TASK PROMPT: Using the material that follows, identify and copy each line with the string "waits".

---

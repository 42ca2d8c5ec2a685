//! InfluxDB line protocol encoding

use crate::error::{Error, Result};
use crate::points::{Point, Scalar};
use std::fmt::Write;

const MEASUREMENT_SPECIAL: &[char] = &[',', ' ', '\\'];
const KEY_SPECIAL: &[char] = &[',', '=', ' ', '\\'];
const STRING_FIELD_SPECIAL: &[char] = &['"', '\\'];

/// Encode a point as one line: `measurement,tags fields timestamp`.
///
/// Tags with an empty value are left out. Line breaks inside names and values
/// become spaces. Timestamps are in nanoseconds.
pub fn encode_point(point: &Point) -> Result<String> {
    if point.fields.is_empty() {
        return Err(Error::output(format!(
            "point for {} has no fields",
            point.measurement
        )));
    }
    let timestamp = point.time.timestamp_nanos_opt().ok_or_else(|| {
        Error::output(format!("timestamp {} out of range", point.time))
    })?;

    let mut line = escape(&point.measurement, MEASUREMENT_SPECIAL);
    for (key, value) in &point.tags {
        let value = value.to_string();
        if value.is_empty() {
            continue;
        }
        let _ = write!(
            line,
            ",{}={}",
            escape(key, KEY_SPECIAL),
            escape(&value, KEY_SPECIAL)
        );
    }

    let fields: Vec<String> = point
        .fields
        .iter()
        .map(|(key, value)| format!("{}={}", escape(key, KEY_SPECIAL), field_value(value)))
        .collect();
    let _ = write!(line, " {} {timestamp}", fields.join(","));
    Ok(line)
}

/// Encode a batch, one point per line
pub fn encode_points(points: &[Point]) -> Result<String> {
    let lines = points.iter().map(encode_point).collect::<Result<Vec<_>>>()?;
    Ok(lines.join("\n"))
}

fn field_value(value: &Scalar) -> String {
    match value {
        Scalar::Str(s) => format!("\"{}\"", escape(s, STRING_FIELD_SPECIAL)),
        Scalar::Int(i) => format!("{i}i"),
        Scalar::Float(x) => format!("{x}"),
        Scalar::Bool(b) => b.to_string(),
    }
}

fn escape(raw: &str, special: &[char]) -> String {
    let mut escaped = String::with_capacity(raw.len());
    for c in raw.chars() {
        let c = if matches!(c, '\n' | '\r') { ' ' } else { c };
        if special.contains(&c) {
            escaped.push('\\');
        }
        escaped.push(c);
    }
    escaped
}
//! Read-time projection of task records.
//!
//! `TaskView` is what list callers see: the raw record plus a synthesized
//! per-platform breakdown. Computed on every query, never persisted, never
//! written back.

use chrono::{DateTime, Utc};
use serde::Serialize;

use crate::domain::{Platform, ScrapePlan, ScrapeTask, TaskId, TaskStatus};

/// Platform-level status in the projection.
///
/// A platform that was never requested reports `not_requested`; otherwise
/// it mirrors the task status (the backend processes all platforms in one
/// call, so they finish together).
#[derive(Debug, Clone, Copy, PartialEq, Eq, Serialize)]
#[serde(rename_all = "snake_case")]
pub enum PlatformStatus {
    NotRequested,
    Pending,
    Running,
    Completed,
    Failed,
}

impl PlatformStatus {
    fn project(requested: bool, status: TaskStatus) -> Self {
        if !requested {
            return PlatformStatus::NotRequested;
        }
        match status {
            TaskStatus::Pending => PlatformStatus::Pending,
            TaskStatus::Running => PlatformStatus::Running,
            TaskStatus::Completed => PlatformStatus::Completed,
            TaskStatus::Failed => PlatformStatus::Failed,
        }
    }
}

/// Per-platform result summary, synthesized for completed tasks from the
/// request shape (handle count x per-user cap). The backend's own payload
/// stays verbatim on the task record; this summary is the uniform view of
/// it.
#[derive(Debug, Clone, PartialEq, Eq, Serialize)]
pub struct PlatformResults {
    pub success: bool,
    pub posts_saved: usize,
    pub error_message: Option<String>,
    pub posts_scraped: usize,
    pub profiles_saved: usize,
    pub processed_items: Vec<String>,
    pub snapshots_saved: usize,
    pub profiles_scraped: usize,
}

impl PlatformResults {
    fn synthesize(handles: &[String], max_items: u32) -> Self {
        let profiles = handles.len();
        let posts = profiles * max_items as usize;
        Self {
            success: true,
            posts_saved: posts,
            error_message: None,
            posts_scraped: posts,
            profiles_saved: profiles,
            processed_items: handles.to_vec(),
            // One profile snapshot per handle on top of its posts.
            snapshots_saved: profiles * (max_items as usize + 1),
            profiles_scraped: profiles,
        }
    }
}

/// The formatted task, one list item.
#[derive(Debug, Clone, Serialize)]
pub struct TaskView {
    pub task_id: TaskId,
    pub task_name: String,
    pub task_description: String,
    pub status: TaskStatus,

    /// The outbound request shape, reconstructed for display.
    pub request_params: ScrapePlan,

    pub total_platforms: usize,
    pub completed_platforms: usize,
    pub failed_platforms: usize,

    pub tiktok_status: PlatformStatus,
    pub instagram_status: PlatformStatus,
    pub youtube_status: PlatformStatus,

    pub tiktok_results: Option<PlatformResults>,
    pub instagram_results: Option<PlatformResults>,
    pub youtube_results: Option<PlatformResults>,

    pub total_profiles_scraped: usize,
    pub total_posts_scraped: usize,
    pub total_profiles_saved: usize,
    pub total_posts_saved: usize,
    pub total_snapshots_saved: usize,

    pub created_time: DateTime<Utc>,
    pub started_at: Option<DateTime<Utc>>,
    pub completed_at: Option<DateTime<Utc>>,
    pub updated_time: DateTime<Utc>,
    pub duration_seconds: Option<i64>,

    pub error_message: Option<String>,
    pub error_details: Option<String>,

    pub progress_percentage: u8,
    pub success_rate: u8,
}

impl TaskView {
    /// Project one task record.
    pub fn project(task: &ScrapeTask) -> Self {
        let request = &task.request;
        let status = task.status;
        let completed = status == TaskStatus::Completed;
        let platform_count = request.platform_count();
        let max_items = request.max_items_per_user as usize;

        let platform_status =
            |platform: Platform| PlatformStatus::project(request.is_requested(platform), status);
        let platform_results = |platform: Platform| -> Option<PlatformResults> {
            (completed && request.is_requested(platform)).then(|| {
                PlatformResults::synthesize(
                    request.handles_for(platform),
                    request.max_items_per_user,
                )
            })
        };

        Self {
            task_id: task.id,
            task_name: format!("Scraping task - {}", request.platform_label()),
            task_description: format!("Scrape across {platform_count} platform(s)"),
            status,

            request_params: ScrapePlan::from_request(request),

            total_platforms: platform_count,
            completed_platforms: if completed { platform_count } else { 0 },
            failed_platforms: if status == TaskStatus::Failed {
                platform_count
            } else {
                0
            },

            tiktok_status: platform_status(Platform::Tiktok),
            instagram_status: platform_status(Platform::Instagram),
            youtube_status: platform_status(Platform::Youtube),

            tiktok_results: platform_results(Platform::Tiktok),
            instagram_results: platform_results(Platform::Instagram),
            youtube_results: platform_results(Platform::Youtube),

            total_profiles_scraped: task.total_targets,
            total_posts_scraped: if completed {
                task.total_targets * max_items
            } else {
                0
            },
            total_profiles_saved: if completed { task.total_targets } else { 0 },
            total_posts_saved: if completed {
                task.total_targets * max_items
            } else {
                0
            },
            total_snapshots_saved: if completed {
                task.total_targets * (max_items + 1)
            } else {
                0
            },

            created_time: task.created_at,
            started_at: (status != TaskStatus::Pending).then_some(task.updated_at),
            completed_at: task.completed_at,
            updated_time: task.updated_at,
            duration_seconds: task
                .completed_at
                .map(|done| (done - task.created_at).num_seconds()),

            error_message: task.error.clone(),
            error_details: None,

            progress_percentage: match status {
                TaskStatus::Completed => 100,
                TaskStatus::Running => 50,
                TaskStatus::Pending | TaskStatus::Failed => 0,
            },
            success_rate: if status == TaskStatus::Failed { 0 } else { 100 },
        }
    }
}
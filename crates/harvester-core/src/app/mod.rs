//! Application layer: the services built on top of the ports.
//!
//! - **TaskManager**: task lifecycle (create, async advance, manual update,
//!   delete); the only writer of task state
//! - **TaskQueryService**: filter/sort/paginate + the `TaskView` projection;
//!   read-only
//! - **OrchestratorBuilder**: wiring + fail-fast validation

pub mod builder;
pub mod manager;
pub mod query;
pub mod view;

pub use self::builder::{BuildError, Orchestrator, OrchestratorBuilder};
pub use self::manager::{CreatedTask, DEFAULT_GRACE_PERIOD, TaskManager};
pub use self::query::{DEFAULT_PAGE_SIZE, TaskPage, TaskQuery, TaskQueryService};
pub use self::view::{PlatformResults, PlatformStatus, TaskView};
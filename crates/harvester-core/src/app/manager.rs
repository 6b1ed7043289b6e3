//! Task lifecycle manager.
//!
//! Owns the state machine pending -> running -> completed|failed and is the
//! only writer of task state. `create` persists the pending record and
//! returns immediately; a spawned advance walks the task to a terminal
//! state. Queries never wait on an in-flight advance.

use std::sync::Arc;
use std::time::Duration;

use crate::domain::{
    HarvestError, ScrapePlan, ScrapeRequest, ScrapeTask, TaskId, TaskStatus, TaskUpdate,
};
use crate::ports::{Clock, DispatchOutcome, Dispatcher, IdGenerator, TaskStore};

/// How long the advance waits before flipping pending -> running, so a
/// caller polling right after create can still observe `pending`. Cosmetic,
/// not a correctness requirement; tests run with zero.
pub const DEFAULT_GRACE_PERIOD: Duration = Duration::from_secs(2);

/// What `create` hands back: the pending task plus a summary line.
#[derive(Debug, Clone)]
pub struct CreatedTask {
    pub task: ScrapeTask,
    pub message: String,
}

/// Coordinates the request builder, the store and the dispatcher.
pub struct TaskManager {
    store: Arc<dyn TaskStore>,
    dispatcher: Arc<dyn Dispatcher>,
    clock: Arc<dyn Clock>,
    ids: Arc<dyn IdGenerator>,
    grace_period: Duration,
}

impl TaskManager {
    pub fn new(
        store: Arc<dyn TaskStore>,
        dispatcher: Arc<dyn Dispatcher>,
        clock: Arc<dyn Clock>,
        ids: Arc<dyn IdGenerator>,
        grace_period: Duration,
    ) -> Self {
        Self {
            store,
            dispatcher,
            clock,
            ids,
            grace_period,
        }
    }

    /// Validate, persist a pending task, schedule its advance, return.
    ///
    /// Validation failures produce no store write. The returned task is
    /// always `pending`; poll the query service for progress.
    pub async fn create(&self, request: ScrapeRequest) -> Result<CreatedTask, HarvestError> {
        let plan = ScrapePlan::build(&request)?;

        let id = self.ids.next_task_id();
        let task = ScrapeTask::new(id, request, plan.total_targets(), self.clock.now());
        self.store.put(&task).await?;

        tracing::info!(task_id = %id, targets = task.total_targets, "scrape task created");

        // The advance runs as its own unit of work; the creation caller
        // never waits on the backend.
        let store = Arc::clone(&self.store);
        let dispatcher = Arc::clone(&self.dispatcher);
        let clock = Arc::clone(&self.clock);
        let grace_period = self.grace_period;
        tokio::spawn(async move {
            advance(store, dispatcher, clock, grace_period, id, plan).await;
        });

        let message = format!(
            "Scraping task created; will process {} influencer(s)",
            task.total_targets
        );
        Ok(CreatedTask { task, message })
    }

    /// Out-of-band correction: force status, attach result/error.
    ///
    /// Shares the persistence path with the automatic advance but not its
    /// ordering: an override racing an in-flight advance on the same id has
    /// no defined winner. Don't do that.
    pub async fn update(&self, id: &TaskId, update: TaskUpdate) -> Result<ScrapeTask, HarvestError> {
        let mut task = self
            .store
            .get(id)
            .await?
            .ok_or(HarvestError::NotFound(*id))?;

        task.apply_override(&update, self.clock.now());
        self.store.put(&task).await?;

        tracing::info!(task_id = %id, status = ?task.status, "scrape task updated manually");
        Ok(task)
    }

    /// Remove a task record entirely.
    pub async fn delete(&self, id: &TaskId) -> Result<(), HarvestError> {
        if self.store.delete(id).await? {
            tracing::info!(task_id = %id, "scrape task deleted");
            Ok(())
        } else {
            Err(HarvestError::NotFound(*id))
        }
    }
}

/// Walk one task from pending to a terminal state.
///
/// Every failure in here lands on the task record (or, for storage
/// failures, in the log with the last persisted state left intact);
/// nothing is thrown into the void.
async fn advance(
    store: Arc<dyn TaskStore>,
    dispatcher: Arc<dyn Dispatcher>,
    clock: Arc<dyn Clock>,
    grace_period: Duration,
    id: TaskId,
    plan: ScrapePlan,
) {
    if !grace_period.is_zero() {
        tokio::time::sleep(grace_period).await;
    }

    // Re-read: the task may have been deleted or manually finished while we
    // slept. Terminal tasks are never re-dispatched.
    let mut task = match store.get(&id).await {
        Ok(Some(task)) => task,
        Ok(None) => {
            tracing::warn!(task_id = %id, "task vanished before dispatch; skipping");
            return;
        }
        Err(e) => {
            tracing::error!(task_id = %id, error = %e, "could not load task for dispatch");
            return;
        }
    };
    if task.status != TaskStatus::Pending {
        tracing::warn!(
            task_id = %id,
            status = ?task.status,
            "task already advanced out of pending; skipping dispatch"
        );
        return;
    }

    task.mark_running(clock.now());
    if let Err(e) = store.put(&task).await {
        tracing::error!(task_id = %id, error = %e, "could not persist running state; aborting advance");
        return;
    }

    let outcome = dispatcher.dispatch(&plan).await;

    let now = clock.now();
    match outcome {
        DispatchOutcome::Success(result) => {
            task.mark_completed(result, now);
            tracing::info!(task_id = %id, "scrape task completed");
        }
        DispatchOutcome::BackendError { status, body } => {
            let cause = HarvestError::Backend { status, body }.to_string();
            tracing::error!(task_id = %id, status, "backend rejected scrape task");
            task.mark_failed(cause, now);
        }
        DispatchOutcome::TransportError(reason) => {
            tracing::error!(task_id = %id, reason = %reason, "backend unreachable");
            task.mark_failed(HarvestError::Transport(reason).to_string(), now);
        }
    }

    if let Err(e) = store.put(&task).await {
        // Last-known state stays in the store; the outcome is at least in
        // the log.
        tracing::error!(task_id = %id, error = %e, "could not persist terminal state");
    }
}
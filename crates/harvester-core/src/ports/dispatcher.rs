//! Dispatcher port - the call to the external scraping backend.
//!
//! One combined request per task: all platform sub-plans travel together
//! and the backend answers with one result or one error. The dispatcher
//! never touches the store; it reports its outcome to the lifecycle
//! manager, which is the sole writer.

use async_trait::async_trait;

use crate::domain::ScrapePlan;

/// Classified result of one backend call.
///
/// This is not a `Result`: all three arms are expected program states that
/// the lifecycle manager maps onto the task record, not bugs to bubble up.
#[derive(Debug, Clone, PartialEq)]
pub enum DispatchOutcome {
    /// 2xx with a decodable body, passed through verbatim.
    Success(serde_json::Value),

    /// The backend answered with a failure status.
    BackendError { status: u16, body: String },

    /// The backend was never reached: connect failure, timeout, or an
    /// unreadable response.
    TransportError(String),
}

/// Performs the backend call and classifies the outcome.
///
/// Implementations bound the call with a hard timeout; once sent, the call
/// either resolves, errors, or times out - there is no mid-flight
/// cancellation.
#[async_trait]
pub trait Dispatcher: Send + Sync {
    async fn dispatch(&self, plan: &ScrapePlan) -> DispatchOutcome;
}
//! IdGenerator port - task id minting.
//!
//! Ids are ULIDs built from (clock millis, random). A plain
//! `Ulid::from_parts` would leave same-millisecond ids in random order, so
//! the generator keeps the last issued id and bumps the candidate above it
//! when needed: within one process, ids are strictly increasing in creation
//! order. The list ordering tie-break ("later-created wins") depends on
//! this.

use std::sync::Mutex;

use ulid::Ulid;

use crate::domain::TaskId;
use crate::ports::Clock;

/// Mints task ids.
pub trait IdGenerator: Send + Sync {
    fn next_task_id(&self) -> TaskId;
}

/// ULID generator driven by an injected clock.
///
/// With `FixedClock` the timestamp part is deterministic; the random part
/// still differs per call.
pub struct UlidGenerator<C> {
    clock: C,
    last: Mutex<Option<Ulid>>,
}

impl<C: Clock> UlidGenerator<C> {
    pub fn new(clock: C) -> Self {
        Self {
            clock,
            last: Mutex::new(None),
        }
    }
}

impl<C: Clock> IdGenerator for UlidGenerator<C> {
    fn next_task_id(&self) -> TaskId {
        let timestamp_ms = self.clock.now().timestamp_millis() as u64;
        let candidate = Ulid::from_parts(timestamp_ms, rand::random());

        let mut last = self.last.lock().expect("id generator mutex poisoned");
        let next = match *last {
            // Same millisecond (or a clock step backwards): force strict
            // increase. increment() only fails at the numeric ceiling.
            Some(prev) if candidate <= prev => prev.increment().unwrap_or(candidate),
            _ => candidate,
        };
        *last = Some(next);
        TaskId::from_ulid(next)
    }
}
//! Task query service: filter, sort, paginate, project.
//!
//! Read-only. Queries go straight to the store and never wait on an
//! in-flight advance; two calls with no intervening writes return identical
//! pages.

use std::sync::Arc;

use serde::Serialize;

use crate::app::view::TaskView;
use crate::domain::{HarvestError, TaskStatus};
use crate::ports::TaskStore;

/// Matches what list callers typically ask for per page.
pub const DEFAULT_PAGE_SIZE: usize = 5;

/// List parameters. `page` is 1-based; zero values are clamped up to 1.
#[derive(Debug, Clone)]
pub struct TaskQuery {
    pub page: usize,
    pub page_size: usize,
    pub status: Option<TaskStatus>,
}

impl Default for TaskQuery {
    fn default() -> Self {
        Self {
            page: 1,
            page_size: DEFAULT_PAGE_SIZE,
            status: None,
        }
    }
}

/// One page of projected tasks. `total` counts the filtered set, not the
/// whole store.
#[derive(Debug, Clone, Serialize)]
pub struct TaskPage {
    pub page: usize,
    pub page_size: usize,
    pub total: usize,
    pub items: Vec<TaskView>,
}

/// Read side of the orchestrator.
pub struct TaskQueryService {
    store: Arc<dyn TaskStore>,
}

impl TaskQueryService {
    pub fn new(store: Arc<dyn TaskStore>) -> Self {
        Self { store }
    }

    /// Filter by status, sort newest-first, slice the requested page.
    ///
    /// Ordering: `created_at` descending, ties broken by id descending -
    /// ids are monotonic, so the later-created task wins and the order is
    /// total. Out-of-range pages yield an empty `items` with `total` still
    /// accurate.
    pub async fn list(&self, query: &TaskQuery) -> Result<TaskPage, HarvestError> {
        let page = query.page.max(1);
        let page_size = query.page_size.max(1);

        let mut tasks = self.store.list().await?;
        if let Some(status) = query.status {
            tasks.retain(|t| t.status == status);
        }
        tasks.sort_by(|a, b| {
            b.created_at
                .cmp(&a.created_at)
                .then_with(|| b.id.cmp(&a.id))
        });

        let total = tasks.len();
        let offset = page.saturating_sub(1).saturating_mul(page_size);
        let items = tasks
            .into_iter()
            .skip(offset)
            .take(page_size)
            .map(|t| TaskView::project(&t))
            .collect();

        Ok(TaskPage {
            page,
            page_size,
            total,
            items,
        })
    }
}
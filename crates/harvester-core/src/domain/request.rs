//! Scrape request: the creation payload.

use serde::{Deserialize, Serialize};

use super::platform::Platform;

/// Input to task creation: up to three platform handle lists plus a shared
/// per-user item cap.
///
/// Lists default to empty on the wire (callers usually send only the
/// platforms they care about). Duplicates are permitted; order is irrelevant
/// for scraping but preserved for display.
#[derive(Debug, Clone, PartialEq, Eq, Serialize, Deserialize)]
pub struct ScrapeRequest {
    #[serde(default)]
    pub tiktok_users: Vec<String>,

    #[serde(default)]
    pub instagram_users: Vec<String>,

    /// Channel URLs, not bare usernames.
    #[serde(default)]
    pub youtube_users: Vec<String>,

    /// Applies uniformly across all requested platforms.
    pub max_items_per_user: u32,
}

impl ScrapeRequest {
    /// Handle list for one platform.
    pub fn handles_for(&self, platform: Platform) -> &[String] {
        match platform {
            Platform::Tiktok => &self.tiktok_users,
            Platform::Instagram => &self.instagram_users,
            Platform::Youtube => &self.youtube_users,
        }
    }

    /// Was this platform asked for at all? (empty list == not requested)
    pub fn is_requested(&self, platform: Platform) -> bool {
        !self.handles_for(platform).is_empty()
    }

    /// Platforms with a non-empty handle list, in canonical order.
    pub fn requested_platforms(&self) -> Vec<Platform> {
        Platform::ALL
            .into_iter()
            .filter(|p| self.is_requested(*p))
            .collect()
    }

    /// Number of requested platforms.
    pub fn platform_count(&self) -> usize {
        self.requested_platforms().len()
    }

    /// Display label like "Tiktok+Youtube".
    pub fn platform_label(&self) -> String {
        self.requested_platforms()
            .iter()
            .map(|p| p.display_name())
            .collect::<Vec<_>>()
            .join("+")
    }

    /// Sum of handle counts across all three lists.
    pub fn total_targets(&self) -> usize {
        Platform::ALL
            .into_iter()
            .map(|p| self.handles_for(p).len())
            .sum()
    }
}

---

RESPONSE TO THIS EXERCISE:
/// How long the advance waits before flipping pending -> running, so a
        // never waits on the backend.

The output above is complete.